- WHAT YOU ARE ASKED TO DO
The required answer is every line of the data containing the word "Regex".

Stored items

= Beginning of Section =

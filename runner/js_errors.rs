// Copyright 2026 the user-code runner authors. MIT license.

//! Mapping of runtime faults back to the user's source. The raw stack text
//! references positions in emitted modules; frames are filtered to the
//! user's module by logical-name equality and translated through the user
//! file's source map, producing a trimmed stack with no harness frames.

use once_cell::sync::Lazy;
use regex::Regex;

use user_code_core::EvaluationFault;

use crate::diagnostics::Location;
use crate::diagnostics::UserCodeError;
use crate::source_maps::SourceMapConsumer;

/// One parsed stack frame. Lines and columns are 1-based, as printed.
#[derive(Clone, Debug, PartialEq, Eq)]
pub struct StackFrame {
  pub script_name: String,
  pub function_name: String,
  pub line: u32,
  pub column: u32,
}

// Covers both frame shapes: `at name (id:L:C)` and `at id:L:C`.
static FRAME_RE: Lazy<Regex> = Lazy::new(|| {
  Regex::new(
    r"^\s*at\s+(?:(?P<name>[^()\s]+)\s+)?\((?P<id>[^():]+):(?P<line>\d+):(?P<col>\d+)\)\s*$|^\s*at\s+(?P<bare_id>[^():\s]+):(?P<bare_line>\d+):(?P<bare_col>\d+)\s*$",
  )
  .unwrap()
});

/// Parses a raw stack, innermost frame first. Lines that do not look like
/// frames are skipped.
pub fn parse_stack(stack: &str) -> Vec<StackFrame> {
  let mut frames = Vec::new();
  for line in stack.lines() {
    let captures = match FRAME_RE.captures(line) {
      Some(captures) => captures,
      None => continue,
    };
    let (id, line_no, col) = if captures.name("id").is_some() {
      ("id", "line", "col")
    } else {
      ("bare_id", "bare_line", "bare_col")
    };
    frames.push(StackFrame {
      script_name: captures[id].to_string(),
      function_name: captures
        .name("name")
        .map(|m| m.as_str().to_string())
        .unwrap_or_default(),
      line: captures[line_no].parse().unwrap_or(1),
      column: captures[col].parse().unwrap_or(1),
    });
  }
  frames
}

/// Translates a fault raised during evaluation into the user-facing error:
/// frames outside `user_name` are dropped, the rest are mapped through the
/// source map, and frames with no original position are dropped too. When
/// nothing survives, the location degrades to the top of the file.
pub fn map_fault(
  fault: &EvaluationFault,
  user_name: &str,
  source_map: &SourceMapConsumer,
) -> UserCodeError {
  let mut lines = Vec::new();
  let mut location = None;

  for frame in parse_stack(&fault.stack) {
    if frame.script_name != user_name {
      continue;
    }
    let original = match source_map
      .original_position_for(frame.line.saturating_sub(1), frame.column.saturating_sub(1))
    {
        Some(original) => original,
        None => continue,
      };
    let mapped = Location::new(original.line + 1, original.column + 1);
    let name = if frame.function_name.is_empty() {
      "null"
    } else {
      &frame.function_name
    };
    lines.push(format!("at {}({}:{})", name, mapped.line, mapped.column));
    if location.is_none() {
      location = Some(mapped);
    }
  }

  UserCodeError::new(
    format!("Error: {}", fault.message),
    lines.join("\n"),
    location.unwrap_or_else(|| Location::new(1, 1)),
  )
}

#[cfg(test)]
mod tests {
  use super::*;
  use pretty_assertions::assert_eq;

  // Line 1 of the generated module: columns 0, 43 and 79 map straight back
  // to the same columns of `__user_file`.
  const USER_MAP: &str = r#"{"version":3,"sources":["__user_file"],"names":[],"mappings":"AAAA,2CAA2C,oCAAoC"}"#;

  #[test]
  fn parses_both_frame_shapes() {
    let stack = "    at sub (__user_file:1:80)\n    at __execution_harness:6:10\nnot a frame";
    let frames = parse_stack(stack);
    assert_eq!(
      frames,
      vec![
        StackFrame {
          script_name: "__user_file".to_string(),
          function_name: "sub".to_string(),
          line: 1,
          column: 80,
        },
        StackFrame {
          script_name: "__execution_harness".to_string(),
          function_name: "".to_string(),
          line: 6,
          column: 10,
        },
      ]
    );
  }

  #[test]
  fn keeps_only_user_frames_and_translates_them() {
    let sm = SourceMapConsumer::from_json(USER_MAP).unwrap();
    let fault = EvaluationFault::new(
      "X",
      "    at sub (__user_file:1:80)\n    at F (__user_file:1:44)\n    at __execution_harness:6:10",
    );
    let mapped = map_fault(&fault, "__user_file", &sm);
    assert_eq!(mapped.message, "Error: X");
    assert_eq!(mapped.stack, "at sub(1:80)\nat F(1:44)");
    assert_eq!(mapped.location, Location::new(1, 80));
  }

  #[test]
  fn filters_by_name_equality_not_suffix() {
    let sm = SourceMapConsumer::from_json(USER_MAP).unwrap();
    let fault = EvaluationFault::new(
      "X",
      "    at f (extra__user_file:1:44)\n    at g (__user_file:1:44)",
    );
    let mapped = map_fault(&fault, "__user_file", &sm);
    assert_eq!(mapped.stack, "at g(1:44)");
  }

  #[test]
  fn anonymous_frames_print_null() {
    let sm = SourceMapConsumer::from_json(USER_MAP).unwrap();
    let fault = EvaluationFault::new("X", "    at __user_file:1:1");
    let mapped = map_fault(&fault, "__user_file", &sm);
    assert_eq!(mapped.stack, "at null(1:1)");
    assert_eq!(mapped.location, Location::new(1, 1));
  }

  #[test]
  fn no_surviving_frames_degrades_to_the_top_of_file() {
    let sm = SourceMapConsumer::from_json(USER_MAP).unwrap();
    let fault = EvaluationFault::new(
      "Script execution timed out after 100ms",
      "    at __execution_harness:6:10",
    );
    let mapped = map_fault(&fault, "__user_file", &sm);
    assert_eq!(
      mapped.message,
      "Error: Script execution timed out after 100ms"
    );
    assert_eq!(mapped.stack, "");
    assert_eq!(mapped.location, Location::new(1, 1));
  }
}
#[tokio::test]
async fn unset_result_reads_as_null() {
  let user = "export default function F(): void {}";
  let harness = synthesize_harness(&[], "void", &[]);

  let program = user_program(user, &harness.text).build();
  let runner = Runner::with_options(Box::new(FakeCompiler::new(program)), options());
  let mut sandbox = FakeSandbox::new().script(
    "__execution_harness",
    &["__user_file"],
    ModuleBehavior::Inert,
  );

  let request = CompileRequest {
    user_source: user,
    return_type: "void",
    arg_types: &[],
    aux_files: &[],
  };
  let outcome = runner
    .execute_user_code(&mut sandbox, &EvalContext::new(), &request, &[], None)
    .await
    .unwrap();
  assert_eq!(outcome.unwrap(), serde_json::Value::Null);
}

= End of Section =

- EXERCISE OUTPUT
use regex::Regex;
static FRAME_RE: Lazy<Regex> = Lazy::new(|| {
  Regex::new(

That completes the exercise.